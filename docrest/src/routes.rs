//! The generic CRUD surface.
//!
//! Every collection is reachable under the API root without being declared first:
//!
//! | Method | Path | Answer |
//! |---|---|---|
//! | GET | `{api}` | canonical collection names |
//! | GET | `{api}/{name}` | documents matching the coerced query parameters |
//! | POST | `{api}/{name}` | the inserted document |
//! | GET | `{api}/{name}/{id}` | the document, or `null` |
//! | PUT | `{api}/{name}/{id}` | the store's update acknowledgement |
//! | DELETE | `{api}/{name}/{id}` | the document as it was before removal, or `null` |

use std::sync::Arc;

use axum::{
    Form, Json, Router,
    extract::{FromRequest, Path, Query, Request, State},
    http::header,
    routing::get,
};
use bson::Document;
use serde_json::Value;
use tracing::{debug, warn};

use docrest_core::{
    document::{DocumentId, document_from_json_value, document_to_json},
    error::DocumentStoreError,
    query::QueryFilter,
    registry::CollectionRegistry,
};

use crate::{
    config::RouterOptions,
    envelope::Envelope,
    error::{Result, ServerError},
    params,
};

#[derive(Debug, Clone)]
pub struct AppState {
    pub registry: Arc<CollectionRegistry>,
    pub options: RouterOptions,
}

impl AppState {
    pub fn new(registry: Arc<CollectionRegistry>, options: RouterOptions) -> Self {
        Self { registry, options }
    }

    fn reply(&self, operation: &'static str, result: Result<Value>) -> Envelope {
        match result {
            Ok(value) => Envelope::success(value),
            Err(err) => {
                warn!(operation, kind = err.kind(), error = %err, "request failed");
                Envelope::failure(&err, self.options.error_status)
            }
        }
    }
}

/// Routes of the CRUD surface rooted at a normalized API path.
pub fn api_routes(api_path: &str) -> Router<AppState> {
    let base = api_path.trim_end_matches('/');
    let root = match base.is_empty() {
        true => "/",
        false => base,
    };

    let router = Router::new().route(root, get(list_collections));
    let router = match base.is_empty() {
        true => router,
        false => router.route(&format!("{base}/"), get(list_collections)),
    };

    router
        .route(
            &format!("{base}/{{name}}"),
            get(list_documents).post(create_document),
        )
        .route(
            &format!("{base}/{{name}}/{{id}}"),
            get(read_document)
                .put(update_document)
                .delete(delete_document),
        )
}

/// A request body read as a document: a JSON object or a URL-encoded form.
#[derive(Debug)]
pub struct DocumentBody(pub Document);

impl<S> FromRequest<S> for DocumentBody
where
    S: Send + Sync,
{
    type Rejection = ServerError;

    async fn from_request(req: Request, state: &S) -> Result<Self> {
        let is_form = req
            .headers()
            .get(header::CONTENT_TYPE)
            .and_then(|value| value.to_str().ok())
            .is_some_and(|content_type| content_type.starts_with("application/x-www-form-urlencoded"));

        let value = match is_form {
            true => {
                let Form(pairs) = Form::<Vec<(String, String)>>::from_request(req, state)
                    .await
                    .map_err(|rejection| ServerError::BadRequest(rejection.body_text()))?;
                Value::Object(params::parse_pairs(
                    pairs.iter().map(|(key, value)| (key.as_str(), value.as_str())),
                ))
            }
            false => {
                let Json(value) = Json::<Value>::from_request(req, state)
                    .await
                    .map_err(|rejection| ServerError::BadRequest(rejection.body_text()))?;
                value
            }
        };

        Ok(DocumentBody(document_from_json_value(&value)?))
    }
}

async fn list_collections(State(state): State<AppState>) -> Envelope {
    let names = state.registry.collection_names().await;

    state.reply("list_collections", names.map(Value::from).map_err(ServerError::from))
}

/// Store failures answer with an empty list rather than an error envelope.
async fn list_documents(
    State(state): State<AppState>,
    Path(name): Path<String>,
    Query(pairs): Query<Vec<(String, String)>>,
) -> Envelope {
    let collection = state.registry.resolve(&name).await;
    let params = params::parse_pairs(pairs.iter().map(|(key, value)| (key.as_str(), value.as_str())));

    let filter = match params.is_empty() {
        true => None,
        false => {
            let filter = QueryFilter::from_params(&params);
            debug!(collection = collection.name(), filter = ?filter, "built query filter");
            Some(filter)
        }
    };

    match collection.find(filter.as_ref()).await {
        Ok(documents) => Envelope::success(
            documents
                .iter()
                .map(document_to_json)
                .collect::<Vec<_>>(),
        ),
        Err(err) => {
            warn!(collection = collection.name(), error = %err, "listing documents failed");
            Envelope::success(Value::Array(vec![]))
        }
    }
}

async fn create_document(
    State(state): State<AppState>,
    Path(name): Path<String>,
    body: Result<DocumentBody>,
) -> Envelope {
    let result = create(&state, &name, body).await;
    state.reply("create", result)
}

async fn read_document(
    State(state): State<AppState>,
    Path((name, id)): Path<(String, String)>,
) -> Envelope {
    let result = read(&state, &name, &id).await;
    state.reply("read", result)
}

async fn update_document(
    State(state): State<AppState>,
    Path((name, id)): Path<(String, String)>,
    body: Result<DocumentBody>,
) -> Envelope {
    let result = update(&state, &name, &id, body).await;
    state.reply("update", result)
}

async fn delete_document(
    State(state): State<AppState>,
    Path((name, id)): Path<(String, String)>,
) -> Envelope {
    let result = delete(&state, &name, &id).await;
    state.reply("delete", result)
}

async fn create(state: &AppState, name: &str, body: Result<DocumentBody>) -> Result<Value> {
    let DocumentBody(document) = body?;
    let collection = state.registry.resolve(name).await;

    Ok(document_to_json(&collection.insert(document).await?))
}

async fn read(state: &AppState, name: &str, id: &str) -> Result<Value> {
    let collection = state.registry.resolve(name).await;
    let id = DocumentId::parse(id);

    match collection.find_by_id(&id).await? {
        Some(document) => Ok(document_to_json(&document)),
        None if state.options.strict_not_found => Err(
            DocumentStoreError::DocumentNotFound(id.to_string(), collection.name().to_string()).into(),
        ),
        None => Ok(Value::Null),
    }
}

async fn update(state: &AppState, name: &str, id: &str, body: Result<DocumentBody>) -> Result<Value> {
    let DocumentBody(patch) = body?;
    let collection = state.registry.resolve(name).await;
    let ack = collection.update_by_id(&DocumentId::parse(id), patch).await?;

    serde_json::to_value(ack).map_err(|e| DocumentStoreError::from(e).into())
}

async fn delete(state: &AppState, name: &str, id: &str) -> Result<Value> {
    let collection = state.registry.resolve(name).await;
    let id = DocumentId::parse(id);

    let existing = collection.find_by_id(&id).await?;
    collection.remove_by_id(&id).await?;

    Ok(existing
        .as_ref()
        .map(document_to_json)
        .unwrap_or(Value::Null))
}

YOUR GOAL:
Copy out all lines of the material containing the word "CollectionRegistry".

SOLUTION BELOW:
    registry::CollectionRegistry,
    pub registry: Arc<CollectionRegistry>,
    pub fn new(registry: Arc<CollectionRegistry>, options: RouterOptions) -> Self {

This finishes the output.